At P8 in the fourth generation Nasrullah had a Price Index of 1.27 (fourth) and a PPI (result) of 0.98 (13th), not very good. He had 226 foals at P8, including seven stakes winners (3.10%), including Lady Tak (2,861). The third dam of Lady Tak was Dangerous Dame, by Nasrullah.

Overall, counting all eight positions in the fourth generation, Nasrullah had a Price Index of 0.98 (11th) and a PPI (result) of 0.66 (dead last). He had 6,231 foals overall, including 174 stakes winners (2.79%).

Nasrullah was the only one of these 20 sires to have PPIs (results) below 1.00 (average) at all eight positions. P8 was his best position at 0.98. P4 was the only position to show any improvement at all, from 0.45 (15th) to 0.49 (14th), and even that was a pretty negligible improvement.

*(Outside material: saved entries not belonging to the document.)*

//! Transport seam and its TCP implementation.
//!
//! The game server speaks a synchronous request/reply protocol: one
//! outstanding request at a time per connection. Frames are
//! little-endian `{code: u32, len: u32, payload}`, where `code` is the
//! action on the way out and the result status on the way back.
//!
//! [`Transport`] is the boundary the engine is tested against; the
//! production implementation is [`TcpTransport`].

use async_trait::async_trait;
use bytes::{BufMut, BytesMut};
use serde_json::Value;
use std::io;
use tokio::{
    io::{AsyncRead, AsyncReadExt, AsyncWrite, AsyncWriteExt},
    net::{TcpStream, ToSocketAddrs},
};
use tracing::debug;

use crate::{
    error::{DecodeError, FetchError, TransportError},
    json,
    proto::{Action, Layer, Status},
};

/// One reply frame from the server.
#[derive(Debug, Clone)]
pub struct Reply {
    pub status: Status,
    pub body: Vec<u8>,
}

impl Reply {
    /// Fails with [`TransportError::Rejected`] unless the status is OK.
    pub fn ok(&self) -> Result<(), TransportError> {
        if self.status.is_ok() {
            return Ok(());
        }
        Err(TransportError::Rejected {
            code: self.status.code(),
            detail: String::from_utf8_lossy(&self.body).into_owned(),
        })
    }

    /// Parses the body as a JSON tree.
    pub fn json(&self) -> Result<Value, DecodeError> {
        json::parse(&self.body)
    }
}

/// Request/reply primitive against the game server.
#[async_trait]
pub trait Transport: Send {
    /// Sends one request frame. `None` sends an empty payload.
    async fn send(&mut self, action: Action, payload: Option<&Value>)
        -> Result<(), TransportError>;

    /// Receives one reply frame.
    async fn receive(&mut self) -> Result<Reply, TransportError>;
}

/// [`Transport`] over any byte stream, with the wire framing above.
#[derive(Debug)]
pub struct FramedTransport<S> {
    stream: S,
}

impl<S> FramedTransport<S> {
    pub fn new(stream: S) -> Self {
        Self { stream }
    }

    pub fn into_inner(self) -> S {
        self.stream
    }
}

#[async_trait]
impl<S> Transport for FramedTransport<S>
where
    S: AsyncRead + AsyncWrite + Unpin + Send,
{
    async fn send(
        &mut self,
        action: Action,
        payload: Option<&Value>,
    ) -> Result<(), TransportError> {
        let body = match payload {
            Some(v) => serde_json::to_vec(v).map_err(|e| {
                TransportError::Io(io::Error::new(io::ErrorKind::InvalidData, e))
            })?,
            None => Vec::new(),
        };

        let mut buf = BytesMut::with_capacity(8 + body.len());
        buf.put_u32_le(action.code());
        buf.put_u32_le(body.len() as u32);
        buf.extend_from_slice(&body);
        self.stream.write_all(&buf).await?;
        Ok(())
    }

    async fn receive(&mut self) -> Result<Reply, TransportError> {
        let mut header = [0u8; 8];
        match self.stream.read_exact(&mut header).await {
            Ok(_) => {}
            Err(e) if e.kind() == io::ErrorKind::UnexpectedEof => {
                return Err(TransportError::ConnectionClosed)
            }
            Err(e) => return Err(TransportError::Io(e)),
        }

        let code = u32::from_le_bytes([header[0], header[1], header[2], header[3]]);
        let len = u32::from_le_bytes([header[4], header[5], header[6], header[7]]) as usize;

        let mut body = vec![0u8; len];
        match self.stream.read_exact(&mut body).await {
            Ok(_) => {}
            Err(e) if e.kind() == io::ErrorKind::UnexpectedEof => {
                return Err(TransportError::ConnectionClosed)
            }
            Err(e) => return Err(TransportError::Io(e)),
        }

        Ok(Reply {
            status: Status::from_code(code),
            body,
        })
    }
}

/// Production transport over TCP.
pub type TcpTransport = FramedTransport<TcpStream>;

impl TcpTransport {
    pub async fn connect<A: ToSocketAddrs>(addr: A) -> Result<Self, TransportError> {
        let stream = TcpStream::connect(addr).await?;
        Ok(Self::new(stream))
    }
}

/// Requests one map layer and returns its decoded JSON body.
pub async fn request_layer<T: Transport + ?Sized>(
    transport: &mut T,
    layer: Layer,
) -> Result<Value, FetchError> {
    let payload = serde_json::json!({ "layer": layer.code() });
    transport.send(Action::Map, Some(&payload)).await?;
    let reply = transport.receive().await?;
    reply.ok()?;
    Ok(reply.json()?)
}

/// Opens an observer session under the given display name.
pub async fn login<T: Transport + ?Sized>(
    transport: &mut T,
    name: &str,
) -> Result<(), TransportError> {
    let payload = serde_json::json!({ "name": name });
    transport.send(Action::Login, Some(&payload)).await?;
    let reply = transport.receive().await?;
    reply.ok()?;
    debug!(name, "logged in");
    Ok(())
}

/// Closes the session. Best-effort on teardown paths.
pub async fn logout<T: Transport + ?Sized>(transport: &mut T) -> Result<(), TransportError> {
    transport.send(Action::Logout, None).await?;
    let reply = transport.receive().await?;
    reply.ok()
}

#[cfg(test)]
mod tests {
    use super::*;
    use tokio::io::duplex;

    #[tokio::test]
    async fn send_writes_framed_request() {
        let (client, mut server) = duplex(1024);
        let mut transport = FramedTransport::new(client);

        let payload = serde_json::json!({ "layer": 0 });
        transport.send(Action::Map, Some(&payload)).await.unwrap();

        let mut header = [0u8; 8];
        server.read_exact(&mut header).await.unwrap();
        assert_eq!(u32::from_le_bytes(header[0..4].try_into().unwrap()), 10);
        let len = u32::from_le_bytes(header[4..8].try_into().unwrap()) as usize;

        let mut body = vec![0u8; len];
        server.read_exact(&mut body).await.unwrap();
        let json: Value = serde_json::from_slice(&body).unwrap();
        assert_eq!(json["layer"], 0);
    }

    #[tokio::test]
    async fn receive_parses_reply_frame() {
        let (client, mut server) = duplex(1024);
        let mut transport = FramedTransport::new(client);

        let body = br#"{"idx": 3}"#;
        let mut frame = Vec::new();
        frame.extend_from_slice(&0u32.to_le_bytes());
        frame.extend_from_slice(&(body.len() as u32).to_le_bytes());
        frame.extend_from_slice(body);
        server.write_all(&frame).await.unwrap();

        let reply = transport.receive().await.unwrap();
        assert_eq!(reply.status, Status::Okey);
        reply.ok().unwrap();
        assert_eq!(reply.json().unwrap()["idx"], 3);
    }

    #[tokio::test]
    async fn rejected_status_carries_code_and_body() {
        let (client, mut server) = duplex(1024);
        let mut transport = FramedTransport::new(client);

        let body = b"access denied";
        let mut frame = Vec::new();
        frame.extend_from_slice(&5u32.to_le_bytes());
        frame.extend_from_slice(&(body.len() as u32).to_le_bytes());
        frame.extend_from_slice(body);
        server.write_all(&frame).await.unwrap();

        let reply = transport.receive().await.unwrap();
        assert_eq!(reply.status, Status::AccessDenied);
        match reply.ok() {
            Err(TransportError::Rejected { code: 5, detail }) => {
                assert_eq!(detail, "access denied");
            }
            other => panic!("expected Rejected, got {other:?}"),
        }
    }

    #[tokio::test]
    async fn closed_stream_is_connection_closed() {
        let (client, server) = duplex(1024);
        drop(server);
        let mut transport = FramedTransport::new(client);
        assert!(matches!(
            transport.receive().await,
            Err(TransportError::ConnectionClosed)
        ));
    }
}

About 7% (434) of those 6,231 foals involved daughters of Nasrullah in the third generation. Those 434 foals had a Price Index of 0.95 and a PPI (result) of 0.71. The remaining 5,797 foals involved sons of Nasrullah in the third generation. Those 5,797 foals had a Price Index of 0.98 and a PPI (result) of 0.66. So there was not much difference by sex in the prices and results.

About 34% (2,118) of these 6,231 foals involved Bold Ruler in the third generation. Those 2,118 foals had a Price Index of 0.93 and a PPI (result) of 0.42. The remaining 4,113 foals had a Price Index of 1.01 and a PPI (result) of 0.79. Bold Ruler was pretty abysmal in the third generation. But even deleting those abysmal results did not help Nasrullah in the fourth generation all that much.

There is not much to recapitulate here. Nasrullah in the fourth generation was pretty much overpriced and underperformed across the board.

Aside from ranking tenth himself among these 20 sires in overall popularity, Nasrullah also sired Bold Ruler (fourth in overall popularity), Nashua (sixth), and Never Bend (18th). No other sire has more than two sons among these top 20 in popularity. So clearly Nasrullah was an “influential” sire.

That gives a pretty good clue as to the difference between “influential” and “valuable.” The former is measured by popularity, by which names show up most often among the elite population (stakes winners or better). The only problem is that the sires who show up most often in the elite population are generally the same sires who show up most often in the overall (general) population.

Sometimes they show up more often among the elite population than the general population. In that case they are both “influential and “valuable.”

Sometimes they show up in almost exactly the same proportions among the elite and general populations. In that case they are “influential” but “value neutral.”

Sometimes they show up more often among the general population than the elite population. In that case they are “influential” but “value negative.”

The above study has been more about “valuable” than “influential,” factoring in as it does the prices involved as well. And the main reason “influential” has come to be defined as popularity among the elite population is because very little research has been done on the general population in terms of names in pedigrees back three or four or more generations. No one bothers. It is too much work. It tends to disprove all the theories as well. We can’t let that happen, can we????????????

Getting back to Nasrullah, I am sure that at one point in time he was both “influential” and “valuable.” That point of time might have been 20 or 30 or more years ago though (in terms of the fourth generation).

The two oldest sires among these 20 were Nasrullah and Princequillo (both foals of 1940). Nasrullah had an overall result of 0.66 (last). Princequillo had an overall result of 0.83 (19th, second last).

The youngest sire among these 20 was Secretariat (a foal of 1970). As noted last week, he had an overall result of 1.36 (the best among these 20 sires). I would not expect those results to continue indefinitely for Secretariat. Thirty years from now I would expect his results to look a lot more like those of Nasrullah and Princequillo right now.